You are viewing a plain text version of this content. The canonical link for it is here.
Posted to users@kafka.apache.org by "Karnam, Sudheer" <su...@hpe.com> on 2020/06/17 12:16:13 UTC

Kafka partitions replication issue

Team,
We are using kafka version 2.3.0 and we are facing issue with brokers replication
<https://support.d2iq.com/s/feed/0D53Z00007KdrfHSAR>
1.Kafka has 6 brokers.
2.Mainly 7 topics exist in kafka cluster and each topic has 128 partitions.
3.Each partition has 3 in-sync-replicas and these are distributed among 6 kafka brokers.
4.All partitions has preferred leader and "Auto Leader Rebalance Enable" configuration enabled.
Issue:
We had a kafka broker-3 failure because of hardware issues and partitions having broker-3 as leader are disrupted.
As per kafka official page, partitions should elect new leader once preferred leader fails.
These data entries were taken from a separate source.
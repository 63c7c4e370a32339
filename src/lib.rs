//! # Langbase RAG Orchestrator
//!
//! A retrieval-and-orchestration pipeline that answers questions over indexed
//! documents by delegating classification, expansion, search and reasoning to
//! Langbase pipes and memories.
//!
//! ## Features
//!
//! - **Query Classification**: Factual, analytical, counterfactual or temporal routing
//! - **Query Expansion**: Diverse rephrasings searched in parallel
//! - **Similarity Caches**: Session-scoped reuse of expansions and retrieval results
//! - **Fan-out Search**: Bounded concurrency with per-branch timeouts and dedup
//! - **Relevance Filtering**: Statistical tier, content-aware tier and reranking
//! - **Score Normalization**: User-facing scores and adaptive internal thresholds
//! - **Error Classification**: Auth, quota and connection failures stop the run early
//!
//! ## Architecture
//!
//! ```text
//! Query → Classify → Expand → Retrieve → Reason | Simulate | TemporalAnalyze | FallbackKnowledge
//!                       ↓         ↓
//!                 Expansion   Retrieval
//!                   cache       cache
//! ```
//!
//! ## Example
//!
//! ```ignore
//! use std::sync::Arc;
//! use langbase_rag_orchestrator::{Config, CacheStore, Collaborators, Query, WorkflowEngine};
//! use langbase_rag_orchestrator::langbase::LangbaseClient;
//! use langbase_rag_orchestrator::providers::*;
//!
//! #[tokio::main]
//! async fn main() -> Result<(), Box<dyn std::error::Error>> {
//!     let config = Config::from_env()?;
//!     let client = LangbaseClient::new(&config.langbase, config.request.clone())?;
//!     let collaborators = Collaborators {
//!         classifier: Arc::new(LangbaseClassifier::new(client.clone(), &config.pipes.classifier)),
//!         expander: Arc::new(LangbaseExpander::new(client.clone(), &config.pipes.expander)),
//!         search: Arc::new(LangbaseMemorySearch::new(client.clone(), config.memory.names.clone())),
//!         reasoner: Arc::new(LangbaseReasoner::new(client, config.pipes.clone())),
//!     };
//!     let engine = WorkflowEngine::new(collaborators, Arc::new(CacheStore::default()), config.retrieval);
//!     let result = engine
//!         .run_pipeline(Query::new("What is the refund policy?", "session-1"), &config.workflow)
//!         .await;
//!     println!("{}", result.response);
//!     Ok(())
//! }
//! ```

/// Similarity caches for expansions and retrieval results.
pub mod cache;
/// Command-line interface.
pub mod cli;
/// Configuration management.
pub mod config;
/// Error types, failure classification and result aliases.
pub mod error;
/// Langbase API client and types for pipe and memory communication.
pub mod langbase;
/// System prompts for Langbase pipes.
pub mod prompts;
/// Collaborator traits and their Langbase-backed implementations.
pub mod providers;
/// Fan-out search, relevance filtering and score normalization.
pub mod retrieval;
/// Records shared across the pipeline.
pub mod types;
/// Stage orchestration, routing and traces.
pub mod workflow;

pub use cache::CacheStore;
pub use config::Config;
pub use error::{AppError, AppResult, ErrorKind, PipelineError};
pub use types::{Classification, Fragment, Query, QueryCategory, QueryVariant};
pub use workflow::{Collaborators, PipelineResult, ResponseKind, WorkflowConfig, WorkflowEngine};
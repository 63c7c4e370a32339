//! Langbase-backed collaborators: pipes for classification, expansion and
//! reasoning, memory retrieval for search.

use async_trait::async_trait;
use serde::Deserialize;
use std::collections::{BTreeMap, HashSet};
use std::time::Instant;
use tracing::{debug, info, warn};

use super::{QueryClassifier, QueryExpander, ReasoningStrategies, SearchProvider, SearchRequest};
use crate::config::PipeConfig;
use crate::error::{ProviderError, ProviderResult};
use crate::langbase::{
    extract_json_from_completion, LangbaseClient, MemoryChunk, MemoryRetrieveRequest, Message,
    PipeRequest,
};
use crate::prompts::{
    CLASSIFIER_PROMPT, COUNTERFACTUAL_PROMPT, EXPANDER_PROMPT, FACTUAL_REASONING_PROMPT,
    FALLBACK_KNOWLEDGE_PROMPT, TEMPORAL_ANALYSIS_PROMPT,
};
use crate::types::{Classification, Fragment, Query, QueryCategory, QueryVariant};

fn parse_completion<T: for<'de> Deserialize<'de>>(completion: &str) -> ProviderResult<T> {
    let json = extract_json_from_completion(completion)
        .map_err(|message| ProviderError::InvalidResponse { message })?;
    serde_json::from_str(json).map_err(|e| ProviderError::InvalidResponse {
        message: format!("Failed to parse completion JSON: {}", e),
    })
}

#[derive(Debug, Deserialize)]
struct ClassifierOutput {
    category: String,
    confidence: f64,
    #[serde(default)]
    rationale: String,
    #[serde(default = "default_true")]
    needs_retrieval: bool,
    #[serde(default = "default_true")]
    use_fallback_knowledge: bool,
}

fn default_true() -> bool {
    true
}

/// Classifier backed by a JSON-output pipe.
#[derive(Clone)]
pub struct LangbaseClassifier {
    client: LangbaseClient,
    pipe_name: String,
}

impl LangbaseClassifier {
    pub fn new(client: LangbaseClient, pipe_name: impl Into<String>) -> Self {
        Self {
            client,
            pipe_name: pipe_name.into(),
        }
    }

    /// Create or update the backing pipe
    pub async fn ensure_pipe(&self) -> ProviderResult<()> {
        self.client
            .ensure_pipe(&self.pipe_name, "Query classification", CLASSIFIER_PROMPT)
            .await?;
        Ok(())
    }
}

#[async_trait]
impl QueryClassifier for LangbaseClassifier {
    async fn classify(&self, query: &Query) -> ProviderResult<Classification> {
        let request = PipeRequest::new(
            &self.pipe_name,
            vec![
                Message::system(CLASSIFIER_PROMPT),
                Message::user(query.text.clone()),
            ],
        );
        let response = self.client.call_pipe(request).await?;
        let output: ClassifierOutput = parse_completion(&response.completion)?;

        let category: QueryCategory = output
            .category
            .parse()
            .map_err(|message| ProviderError::InvalidResponse { message })?;

        debug!(
            category = %category,
            confidence = output.confidence,
            "Query classified"
        );

        Ok(Classification::new(category, output.confidence, output.rationale)
            .with_retrieval(output.needs_retrieval)
            .with_fallback_knowledge(output.use_fallback_knowledge))
    }
}

#[derive(Debug, Deserialize)]
struct ExpanderOutput {
    #[serde(default)]
    variants: Vec<String>,
}

/// Query expander backed by a JSON-output pipe.
#[derive(Clone)]
pub struct LangbaseExpander {
    client: LangbaseClient,
    pipe_name: String,
    max_variants: usize,
}

impl LangbaseExpander {
    pub fn new(client: LangbaseClient, pipe_name: impl Into<String>) -> Self {
        Self {
            client,
            pipe_name: pipe_name.into(),
            max_variants: 3,
        }
    }

    pub fn with_max_variants(mut self, max_variants: usize) -> Self {
        self.max_variants = max_variants;
        self
    }

    /// Create or update the backing pipe
    pub async fn ensure_pipe(&self) -> ProviderResult<()> {
        self.client
            .ensure_pipe(&self.pipe_name, "Query expansion", EXPANDER_PROMPT)
            .await?;
        Ok(())
    }
}

/// Trim, drop blanks and restatements of the original, and dedupe case-insensitively.
fn clean_variants(original: &str, raw: Vec<String>, max: usize) -> Vec<QueryVariant> {
    let mut seen: HashSet<String> = HashSet::new();
    seen.insert(original.trim().to_lowercase());
    raw.into_iter()
        .map(|v| v.trim().to_string())
        .filter(|v| !v.is_empty() && seen.insert(v.to_lowercase()))
        .take(max)
        .enumerate()
        .map(|(slot, text)| QueryVariant::expansion(text, slot, original))
        .collect()
}

#[async_trait]
impl QueryExpander for LangbaseExpander {
    async fn expand(&self, query: &Query) -> ProviderResult<Vec<QueryVariant>> {
        let request = PipeRequest::new(
            &self.pipe_name,
            vec![
                Message::system(EXPANDER_PROMPT),
                Message::user(query.text.clone()),
            ],
        )
        .with_variable("max_variants", self.max_variants.to_string());
        let response = self.client.call_pipe(request).await?;
        let output: ExpanderOutput = parse_completion(&response.completion)?;
        let variants = clean_variants(&query.text, output.variants, self.max_variants);
        debug!(variants = variants.len(), "Query expanded");
        Ok(variants)
    }
}

const DOCUMENT_ID_KEYS: &[&str] = &["documentId", "docName"];

/// Search over one or more Langbase memories.
#[derive(Clone)]
pub struct LangbaseMemorySearch {
    client: LangbaseClient,
    memories: Vec<String>,
}

impl LangbaseMemorySearch {
    pub fn new(client: LangbaseClient, memories: Vec<String>) -> Self {
        Self { client, memories }
    }
}

/// Convert a retrieved chunk into a fragment, rejecting chunks that cannot be
/// attributed to a document.
pub(crate) fn chunk_to_fragment(chunk: MemoryChunk) -> ProviderResult<Fragment> {
    if !chunk.similarity.is_finite() {
        return Err(ProviderError::InvalidResponse {
            message: format!("Non-finite similarity {}", chunk.similarity),
        });
    }

    let mut meta: BTreeMap<String, String> = chunk.meta.into_iter().collect();
    let document_id = DOCUMENT_ID_KEYS
        .iter()
        .find_map(|key| meta.get(*key).cloned())
        .ok_or_else(|| ProviderError::InvalidResponse {
            message: "Memory chunk has no documentId or docName".to_string(),
        })?;

    let position = match meta.remove("position") {
        Some(raw) => raw.parse::<u32>().map_err(|_| ProviderError::InvalidResponse {
            message: format!("Invalid chunk position: {}", raw),
        })?,
        None => 0,
    };
    let id = meta
        .remove("chunkId")
        .unwrap_or_else(|| format!("{}#{}", document_id, position));
    let filename = meta
        .remove("filename")
        .unwrap_or_else(|| document_id.clone());
    meta.remove("documentId");

    let mut fragment = Fragment::new(id, document_id, chunk.text, chunk.similarity)
        .with_filename(filename)
        .with_position(position);
    fragment.metadata = meta;
    Ok(fragment)
}

#[async_trait]
impl SearchProvider for LangbaseMemorySearch {
    async fn search(&self, request: &SearchRequest) -> ProviderResult<Vec<Fragment>> {
        let start = Instant::now();
        let mut retrieve =
            MemoryRetrieveRequest::new(&request.query, &self.memories, request.top_k);
        if let Some(ids) = request.document_ids.as_deref().filter(|ids| !ids.is_empty()) {
            retrieve = retrieve.with_in_filter("documentId", ids);
        }

        let chunks = self.client.retrieve_memory(retrieve).await?;
        let returned = chunks.len();

        let mut fragments = Vec::with_capacity(returned);
        for chunk in chunks {
            let fragment = chunk_to_fragment(chunk)?;
            if fragment.raw_score < request.score_floor {
                continue;
            }
            if let Some(ids) = &request.document_ids {
                if !ids.is_empty() && !ids.contains(&fragment.document_id) {
                    continue;
                }
            }
            if let (Some(user), Some(owner)) = (&request.user_id, fragment.metadata.get("userId")) {
                if user != owner {
                    warn!(fragment_id = %fragment.id, "Dropping fragment owned by another user");
                    continue;
                }
            }
            fragments.push(fragment);
        }
        fragments.truncate(request.top_k);

        info!(
            returned = returned,
            kept = fragments.len(),
            score_floor = request.score_floor,
            latency_ms = start.elapsed().as_millis(),
            "Memory search completed"
        );
        Ok(fragments)
    }
}

/// Reasoning strategies, one pipe each.
#[derive(Clone)]
pub struct LangbaseReasoner {
    client: LangbaseClient,
    pipes: PipeConfig,
}

impl LangbaseReasoner {
    pub fn new(client: LangbaseClient, pipes: PipeConfig) -> Self {
        Self { client, pipes }
    }

    async fn run(&self, pipe: &str, messages: Vec<Message>) -> ProviderResult<String> {
        let response = self.client.call_pipe(PipeRequest::new(pipe, messages)).await?;
        let answer = response.completion.trim();
        if answer.is_empty() {
            return Err(ProviderError::InvalidResponse {
                message: format!("Pipe {} returned an empty completion", pipe),
            });
        }
        Ok(answer.to_string())
    }
}

/// Numbered source passages for grounded prompts.
fn format_sources(fragments: &[Fragment]) -> String {
    fragments
        .iter()
        .enumerate()
        .map(|(i, f)| {
            format!(
                "[{}] {} (section {})\n{}",
                i + 1,
                f.filename,
                f.position,
                f.content.trim()
            )
        })
        .collect::<Vec<_>>()
        .join("\n\n")
}

fn grounded_messages(prompt: &str, query: &Query, fragments: &[Fragment]) -> Vec<Message> {
    vec![
        Message::system(prompt),
        Message::user(format!(
            "Sources:\n{}\n\nQuestion: {}",
            format_sources(fragments),
            query.text
        )),
    ]
}

#[async_trait]
impl ReasoningStrategies for LangbaseReasoner {
    async fn reason_factual(
        &self,
        query: &Query,
        fragments: &[Fragment],
        _classification: &Classification,
    ) -> ProviderResult<String> {
        self.run(
            &self.pipes.factual,
            grounded_messages(FACTUAL_REASONING_PROMPT, query, fragments),
        )
        .await
    }

    async fn reason_counterfactual(
        &self,
        query: &Query,
        fragments: &[Fragment],
        _classification: &Classification,
    ) -> ProviderResult<String> {
        self.run(
            &self.pipes.counterfactual,
            grounded_messages(COUNTERFACTUAL_PROMPT, query, fragments),
        )
        .await
    }

    async fn reason_temporal(
        &self,
        query: &Query,
        fragments: &[Fragment],
        _classification: &Classification,
    ) -> ProviderResult<String> {
        self.run(
            &self.pipes.temporal,
            grounded_messages(TEMPORAL_ANALYSIS_PROMPT, query, fragments),
        )
        .await
    }

    async fn reason_fallback_knowledge(
        &self,
        query: &Query,
        classification: &Classification,
    ) -> ProviderResult<String> {
        let messages = vec![
            Message::system(FALLBACK_KNOWLEDGE_PROMPT),
            Message::user(format!(
                "Question type: {}\nQuestion: {}",
                classification.category, query.text
            )),
        ];
        self.run(&self.pipes.fallback, messages).await
    }
}

#[cfg(test)]
mod tests {
    use super::*;
    use std::collections::HashMap;

    fn chunk(meta: &[(&str, &str)]) -> MemoryChunk {
        MemoryChunk {
            text: "Refunds are issued within 30 days.".to_string(),
            similarity: 0.82,
            meta: meta
                .iter()
                .map(|(k, v)| (k.to_string(), v.to_string()))
                .collect::<HashMap<_, _>>(),
        }
    }

    #[test]
    fn test_chunk_to_fragment_maps_metadata() {
        let fragment = chunk_to_fragment(chunk(&[
            ("documentId", "doc-1"),
            ("chunkId", "doc-1-c4"),
            ("position", "4"),
            ("filename", "policy.pdf"),
            ("section", "Returns"),
        ]))
        .unwrap();

        assert_eq!(fragment.id, "doc-1-c4");
        assert_eq!(fragment.document_id, "doc-1");
        assert_eq!(fragment.filename, "policy.pdf");
        assert_eq!(fragment.position, 4);
        assert_eq!(fragment.raw_score, 0.82);
        assert_eq!(fragment.metadata.get("section").map(String::as_str), Some("Returns"));
        assert!(!fragment.metadata.contains_key("chunkId"));
    }

    #[test]
    fn test_chunk_without_chunk_id_gets_positional_id() {
        let fragment = chunk_to_fragment(chunk(&[("docName", "faq.md"), ("position", "2")])).unwrap();
        assert_eq!(fragment.id, "faq.md#2");
        assert_eq!(fragment.filename, "faq.md");
    }

    #[test]
    fn test_chunk_without_document_is_rejected() {
        let err = chunk_to_fragment(chunk(&[("chunkId", "x")])).unwrap_err();
        assert!(matches!(err, ProviderError::InvalidResponse { .. }));

        let err = chunk_to_fragment(chunk(&[("documentId", "d"), ("position", "first")])).unwrap_err();
        assert!(matches!(err, ProviderError::InvalidResponse { .. }));
    }

    #[test]
    fn test_clean_variants() {
        let variants = clean_variants(
            "refund policy",
            vec![
                "Refund Policy".to_string(),
                "  ".to_string(),
                "money back guarantee".to_string(),
                "money back guarantee".to_string(),
                "return rules".to_string(),
                "store credit".to_string(),
            ],
            2,
        );
        let texts: Vec<&str> = variants.iter().map(|v| v.text.as_str()).collect();
        assert_eq!(texts, vec!["money back guarantee", "return rules"]);
        assert_eq!(variants[1].diversity, 2);
    }

    #[test]
    fn test_parse_classifier_output() {
        let output: ClassifierOutput = parse_completion(
            "```json\n{\"category\": \"temporal\", \"confidence\": 0.7}\n```",
        )
        .unwrap();
        assert_eq!(output.category, "temporal");
        assert!(output.needs_retrieval);
        assert!(output.use_fallback_knowledge);
    }

    #[test]
    fn test_format_sources_numbers_fragments() {
        let fragments = vec![
            Fragment::new("a", "d", " first ", 0.9).with_filename("a.md"),
            Fragment::new("b", "d", "second", 0.8).with_filename("b.md").with_position(3),
        ];
        assert_eq!(
            format_sources(&fragments),
            "[1] a.md (section 0)\nfirst\n\n[2] b.md (section 3)\nsecond"
        );
    }
}
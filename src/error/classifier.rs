//! Maps raw collaborator failures onto [`ErrorKind`].
//!
//! An explicit status code decides on its own when it belongs to a known
//! category. Otherwise status codes embedded in the message are checked,
//! then whole-word textual markers. Within each step categories are checked
//! in a fixed order (auth, quota, connection) and the first match wins;
//! anything else is a stage-local degradation.

use super::{ErrorKind, ProviderError};
use crate::cache::contains_phrase;

const AUTH_STATUS: &[u16] = &[401, 403];
const QUOTA_STATUS: &[u16] = &[402, 429];
const CONNECTION_STATUS: &[u16] = &[502, 503, 504];

const AUTH_MARKERS: &[&str] = &[
    "unauthorized",
    "unauthenticated",
    "forbidden",
    "authentication",
    "auth",
    "api key",
    "api_key",
    "invalid key",
];

const QUOTA_MARKERS: &[&str] = &[
    "quota",
    "rate limit",
    "rate-limit",
    "ratelimit",
    "too many requests",
    "insufficient credits",
    "usage limit",
];

const CONNECTION_MARKERS: &[&str] = &[
    "connection",
    "connect",
    "network",
    "dns",
    "unreachable",
    "refused",
    "reset by peer",
];

/// Classify a failure from an optional status code and its message text.
pub fn classify_failure(status: Option<u16>, text: &str) -> ErrorKind {
    if let Some(kind) = status.and_then(|s| kind_for_status(&[s])) {
        return kind;
    }
    if let Some(kind) = kind_for_status(&status_markers(text)) {
        return kind;
    }

    let has_marker = |set: &[&str]| set.iter().any(|m| contains_phrase(text, m));
    if has_marker(AUTH_MARKERS) {
        ErrorKind::ProviderAuthFailed
    } else if has_marker(QUOTA_MARKERS) {
        ErrorKind::ProviderQuotaExceeded
    } else if has_marker(CONNECTION_MARKERS) {
        ErrorKind::ProviderConnectionError
    } else {
        ErrorKind::StageDegraded
    }
}

fn kind_for_status(codes: &[u16]) -> Option<ErrorKind> {
    let any_in = |set: &[u16]| codes.iter().any(|c| set.contains(c));
    if any_in(AUTH_STATUS) {
        Some(ErrorKind::ProviderAuthFailed)
    } else if any_in(QUOTA_STATUS) {
        Some(ErrorKind::ProviderQuotaExceeded)
    } else if any_in(CONNECTION_STATUS) {
        Some(ErrorKind::ProviderConnectionError)
    } else {
        None
    }
}

/// Classify a typed collaborator error.
///
/// Timeouts and malformed responses are stage-local: a slow or confused
/// provider degrades one stage without halting the run.
pub fn classify_provider_error(err: &ProviderError) -> ErrorKind {
    match err {
        ProviderError::Api { status, message } => classify_failure(Some(*status), message),
        ProviderError::Timeout { .. } | ProviderError::InvalidResponse { .. } => {
            ErrorKind::StageDegraded
        }
        ProviderError::Connection { message } => match classify_failure(None, message) {
            ErrorKind::StageDegraded => ErrorKind::ProviderConnectionError,
            kind => kind,
        },
        ProviderError::Unavailable { message } => classify_failure(None, message),
    }
}

/// Three-digit HTTP-like status codes embedded in free text
/// (e.g. "API error: 429 - slow down").
fn status_markers(text: &str) -> Vec<u16> {
    text.split(|c: char| !c.is_ascii_digit())
        .filter(|tok| tok.len() == 3)
        .filter_map(|tok| tok.parse::<u16>().ok())
        .filter(|code| (400..600).contains(code))
        .collect()
}

#[cfg(test)]
mod tests {
    use super::*;

    #[test]
    fn test_status_codes_classify() {
        assert_eq!(classify_failure(Some(401), ""), ErrorKind::ProviderAuthFailed);
        assert_eq!(classify_failure(Some(403), ""), ErrorKind::ProviderAuthFailed);
        assert_eq!(classify_failure(Some(429), ""), ErrorKind::ProviderQuotaExceeded);
        assert_eq!(classify_failure(Some(402), ""), ErrorKind::ProviderQuotaExceeded);
        assert_eq!(
            classify_failure(Some(503), ""),
            ErrorKind::ProviderConnectionError
        );
        assert_eq!(classify_failure(Some(500), "boom"), ErrorKind::StageDegraded);
    }

    #[test]
    fn test_text_markers_classify() {
        assert_eq!(
            classify_failure(None, "Invalid API key provided"),
            ErrorKind::ProviderAuthFailed
        );
        assert_eq!(
            classify_failure(None, "Monthly quota exhausted"),
            ErrorKind::ProviderQuotaExceeded
        );
        assert_eq!(
            classify_failure(None, "Rate limit reached, retry later"),
            ErrorKind::ProviderQuotaExceeded
        );
        assert_eq!(
            classify_failure(None, "Connection refused"),
            ErrorKind::ProviderConnectionError
        );
        assert_eq!(
            classify_failure(None, "something odd happened"),
            ErrorKind::StageDegraded
        );
    }

    #[test]
    fn test_first_match_wins_auth_before_quota() {
        assert_eq!(
            classify_failure(None, "unauthorized: rate limit key revoked"),
            ErrorKind::ProviderAuthFailed
        );
        assert_eq!(
            classify_failure(Some(429), "connection throttled"),
            ErrorKind::ProviderQuotaExceeded
        );
    }

    #[test]
    fn test_markers_match_whole_words_only() {
        assert_eq!(
            classify_failure(Some(500), "failed to load author metadata"),
            ErrorKind::StageDegraded
        );
        assert_eq!(
            classify_failure(None, "upstream oauth2-proxy misbehaved"),
            ErrorKind::StageDegraded
        );
        assert_eq!(
            classify_failure(None, "peer disconnected mid-stream"),
            ErrorKind::StageDegraded
        );
        assert_eq!(
            classify_failure(Some(500), "auth service rejected the token"),
            ErrorKind::ProviderAuthFailed
        );
    }

    #[test]
    fn test_explicit_status_outranks_text_markers() {
        assert_eq!(
            classify_failure(Some(429), "rate limit exceeded for this API key"),
            ErrorKind::ProviderQuotaExceeded
        );
        assert_eq!(
            classify_failure(Some(503), "unauthorized upstream"),
            ErrorKind::ProviderConnectionError
        );
        assert_eq!(
            classify_failure(None, "API error: 429 - rate limit for API key"),
            ErrorKind::ProviderQuotaExceeded
        );
    }

    #[test]
    fn test_embedded_status_code_is_a_marker() {
        assert_eq!(
            classify_failure(None, "API error: 429 - slow down"),
            ErrorKind::ProviderQuotaExceeded
        );
        assert_eq!(
            classify_failure(None, "API error: 401 - nope"),
            ErrorKind::ProviderAuthFailed
        );
        // Non-status numbers are ignored
        assert_eq!(
            classify_failure(None, "processed 1234 items then failed"),
            ErrorKind::StageDegraded
        );
    }

    #[test]
    fn test_provider_error_classification() {
        assert_eq!(
            classify_provider_error(&ProviderError::Timeout { timeout_ms: 100 }),
            ErrorKind::StageDegraded
        );
        assert_eq!(
            classify_provider_error(&ProviderError::Connection {
                message: "tcp closed".to_string()
            }),
            ErrorKind::ProviderConnectionError
        );
        assert_eq!(
            classify_provider_error(&ProviderError::Api {
                status: 429,
                message: "Too Many Requests".to_string()
            }),
            ErrorKind::ProviderQuotaExceeded
        );
        assert_eq!(
            classify_provider_error(&ProviderError::InvalidResponse {
                message: "missing field".to_string()
            }),
            ErrorKind::StageDegraded
        );
        assert_eq!(
            classify_provider_error(&ProviderError::Unavailable {
                message: "API error: 403 - forbidden".to_string()
            }),
            ErrorKind::ProviderAuthFailed
        );
    }
}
[2020-06-01 14:02:25,029] ERROR [ReplicaManager broker=3] Error processing append operation on partition object-xxx-xxx-xx-na4-93 (kafka.server.ReplicaManager)
org.apache.kafka.common.errors.NotEnoughReplicasException: Number of insync replicas for partition object-xxx-xxx-xx-na4-93 is [1], below required minimum [2]

Above error message found in kafka logs,
" object-xxx-xxx-xx-na4-93 " topic has 128 partition and 93rd partition has 3 replicas. It is distributed among (broker-3,broker-2,broker-4).
Broker -3 is the preferred leader.
When broker-3 failed, Leader position should move to any one of (broker-2,broker-4) but it didn't happened.
As per error message, whenever leader is failing it is throwing error by stating only one insync replica available.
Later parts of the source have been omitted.